August 27, 2014
DESIGNERS EDWARD LINACRE + VIKTOR LEGIN
A lot of great design comes out of Melbourne. A recent example is Copper - a collaboration between industrial designers Edward Linacre, pictured above left, and Viktor Legin. Both of them studied in their chosen profession and worked through the ranks of leading Melbourne design firms before teaming up to create Copper in 2013. Now they are focussed on creating and manufacturing a range of products, including an array of lights, in Australia. Recently they were awarded the Temple and Webster Emerging Designer Award.
Which five words best describe you? “Caring, excitable, chaotic, charismatic, positive.” - as described by Vik.

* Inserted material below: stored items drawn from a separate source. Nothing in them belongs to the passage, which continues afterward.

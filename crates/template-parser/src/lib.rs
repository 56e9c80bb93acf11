//! Location-exact parser for Vue-style templates.
//!
//! This crate parses the template block of a single-file component into a
//! tree whose every node, token and error carries host-file coordinates:
//! - HTML-aware tokenizer with character references and interpolation
//! - Tree builder with implied end tags, void, raw-text and foreign elements
//! - Directive keys, `v-for`, `v-on`, scope parameters and filter chains
//! - Embedded expressions parsed with swc, with references resolved to the
//!   variables declared by enclosing elements
//!
//! Nothing here aborts: malformed input yields a best-effort tree plus
//! errors.
//!
//! # Example
//!
//! ```
//! use template_parser::{parse, NodeKind};
//!
//! let result = parse(r#"<ul><li v-for="item in items">{{ item.name }}</li></ul>"#);
//! assert!(result.errors.is_empty());
//!
//! let ul = result.ast.children(result.ast.root())[0];
//! let li = result.ast.children(ul)[0];
//! assert!(matches!(result.ast[li].kind, NodeKind::Element(_)));
//! assert_eq!(result.ast.element(li).unwrap().variables[0].name(), "item");
//! ```

mod ast;
mod chars;
mod directive;
mod entities;
mod error;
mod intermediate;
mod namespace;
mod parser;
mod scanner;
mod script;
mod token;
mod tokenizer;
mod visitor;

pub use ast::*;
pub use error::{ParseError, ParseErrorKind};
pub use namespace::Namespace;
pub use source_map::{ByteOffset, Position, SourceLocation, SourceOrigin, Span};
pub use token::{Token, TokenKind};
pub use visitor::{visitor_keys, walk, Visitor};

use rayon::prelude::*;

/// Options for parsing a template.
#[derive(Debug, Clone)]
pub struct ParseOptions {
    /// Where the template text starts in the host file.
    pub origin: SourceOrigin,
    /// Grammar for embedded expressions.
    pub script_lang: ScriptLang,
    /// Whether `|` filter chains are recognized in mustaches and `v-bind`.
    pub filters: bool,
    /// Whether to log tokenizer state transitions.
    pub trace: bool,
}

impl Default for ParseOptions {
    fn default() -> Self {
        Self {
            origin: SourceOrigin::default(),
            script_lang: ScriptLang::JavaScript,
            filters: true,
            trace: false,
        }
    }
}

/// The result of parsing a template.
#[derive(Debug)]
pub struct ParseResult {
    /// The template tree.
    pub ast: Ast,
    /// All tokens except comments, in source order.
    pub tokens: Vec<Token>,
    /// Comment tokens, in source order.
    pub comments: Vec<Token>,
    /// Errors, sorted by host offset.
    pub errors: Vec<ParseError>,
}

/// One template of a batch.
#[derive(Debug, Clone)]
pub struct TemplateInput {
    pub text: String,
    pub options: ParseOptions,
}

impl TemplateInput {
    pub fn new(text: impl Into<String>, options: ParseOptions) -> Self {
        Self {
            text: text.into(),
            options,
        }
    }
}

/// Parses a template with default options.
pub fn parse(text: &str) -> ParseResult {
    parse_with_options(text, &ParseOptions::default())
}

/// Parses a template with custom options.
pub fn parse_with_options(text: &str, options: &ParseOptions) -> ParseResult {
    parser::TemplateParser::new(text, options).parse()
}

/// Parses independent templates in parallel. Results keep the input order.
pub fn parse_all(inputs: &[TemplateInput]) -> Vec<ParseResult> {
    inputs
        .par_iter()
        .map(|input| parse_with_options(&input.text, &input.options))
        .collect()
}

#[cfg(test)]
mod tests {
    use super::*;
    use pretty_assertions::assert_eq;

    #[test]
    fn test_parse_empty() {
        let result = parse("");
        assert!(result.errors.is_empty());
        assert!(result.tokens.is_empty());
        assert_eq!(result.ast[result.ast.root()].span, Span::from_usize(0, 0));
    }

    #[test]
    fn test_parse_simple_element() {
        let result = parse("<div>hello</div>");
        assert!(result.errors.is_empty());
        assert_eq!(result.ast.children(result.ast.root()).len(), 1);
    }

    #[test]
    fn test_origin_shifts_everything() {
        let options = ParseOptions {
            origin: SourceOrigin::new(10, 2, 10),
            ..ParseOptions::default()
        };
        let result = parse_with_options("<b>{{ x }}</b>", &options);
        let b = result.ast.children(result.ast.root())[0];
        assert_eq!(result.ast[b].span, Span::from_usize(10, 24));
        assert_eq!(result.ast[b].loc.start, Position::new(2, 10));

        let mustache = result.ast.children(b)[0];
        let NodeKind::ExpressionContainer(container) = &result.ast[mustache].kind else {
            panic!("expected a mustache");
        };
        assert_eq!(container.references[0].span(), Span::from_usize(16, 17));
    }

    #[test]
    fn test_filters_option() {
        let options = ParseOptions {
            filters: false,
            ..ParseOptions::default()
        };
        let result = parse_with_options("<p>{{ a | b }}</p>", &options);
        assert!(result.errors.is_empty());
        let p = result.ast.children(result.ast.root())[0];
        let NodeKind::ExpressionContainer(container) = &result.ast[result.ast.children(p)[0]].kind
        else {
            panic!("expected a mustache");
        };
        assert_eq!(container.expression.as_ref().map(|e| e.type_name()), Some("Expression"));
    }

    #[test]
    fn test_comment_with_apostrophe_in_expression() {
        let source = r#"<div @click="() => {
    // it's a comment with 'quotes'
    count++
}"></div>"#;
        let result = parse(source);
        assert!(
            result.errors.is_empty(),
            "Expected no errors, got: {:?}",
            result.errors
        );
    }

    #[test]
    fn test_parse_all_keeps_order() {
        let inputs = vec![
            TemplateInput::new("<a></a>", ParseOptions::default()),
            TemplateInput::new("<b>", ParseOptions::default()),
            TemplateInput::new("</c>", ParseOptions::default()),
        ];
        let results = parse_all(&inputs);
        let names: Vec<usize> = results.iter().map(|r| r.errors.len()).collect();
        assert_eq!(names, vec![0, 0, 1]);
        let b = results[1].ast.children(results[1].ast.root())[0];
        assert_eq!(results[1].ast.element(b).unwrap().name, "b");
    }
}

How did you get your career start and what path have you taken since? Brighton Bay Photography Art and Design put me on the right path, literally. I thought I was a grapho. Internship in Germany kicked me up the bum and into gear. Honours at Swinburne with inspirational tutors. Solid three years with CP Design (now Annex Products) was invaluable. Now co-run my own industrial design consultancy, Copper ID.
What’s the best lesson you’ve learnt along the way? Don't do anything half-arsed or else you'll pay. Go hard or go home. Welcome collaboration.
What’s your proudest career achievement? Runner up in Young Designer Award at Satellite, Salone de Mobile, Milan, 2013.
What’s been your best decision? To start Copper with Viktor Legin.
Who inspires you? Viktor Legin. And Yves Béhar in the design industry. Janine Benyus, author of Biomimicry: Innovation inspired by nature, and many others. Get into it.
What are you passionate about? Biomimicry. Appropriate design. Experimental and traditional artforms. Creativity. Collaboration. Innovation.
Which person, living or dead, would you most like to meet? Janine Benyus. Buckminster Fuller. Bill Hicks.
What dream do you still want to fulfil? Help to create environmentally appropriate and cooperative systems of living based on the biological, closed loop systems of nature that have existed on Earth for billions of years, and, therefore, aid our ability to live and grow in harmony on this planet.
What are you reading? Undeniable - Christopher Keating.
Which five words best describe you? “Intense, perfectionist, freak, honest, passionate.” - as described by Ed.
How did you get your career start and what path have you taken since? It started in a Brighton Bay Art Design and Photography program after which I found my passion for industrial design. I then went to Swinburne and studied industrial design and graduated with honours in 2008. Whilst doing my honours I started working at MAP International along side Daniel Barbera [DI interview here] and Chris Connell and continued to work there for four years. In that period I also worked part time at Swinburne as a workshop technician and a lecturer. This allowed me to develop skills as a designer as well as a maker and learn what I needed in order to establish Copper Id.
What’s the best lesson you’ve learnt along the way? There is a solution for every problem if you put enough thought into it. Do it once and do it right and never present anything you are not happy with.
What’s your proudest career achievement? Winning Temple & Webster Emerging Designer Award was a highlight for me because it was the first award Ed and I won as a duo.
What’s been your best decision? To team up with Ed and start Copper.
Who inspires you? My main source of inspiration would have to be the people I work with: Edward Linacre, Chris Connell, Daniel Barbera, Adam Cornish. Nikola Tesla is also a huge inspiration to me.
What are you passionate about? I have a passion for minimalism in all aspects. I go by the less is more design principle. Minimal techno is what I listen to most. I live a minimal lifestyle where everything I own has a purpose and is used often. I think there is a real beauty in minimalism and simplicity.
Which person, living or dead, would you most like to meet? Nikola Tesla.
What dream do you still want to fulfill? I guess the dream is to grow Copper to the point where I can design more product and not have as many restraints. Would love to have a world wide distribution and collaborate with other designers and companies more. Would love to have some sort of positive impact on the planet and leave something beautiful behind.
What are you reading? The archaic revival by Terence McKenna.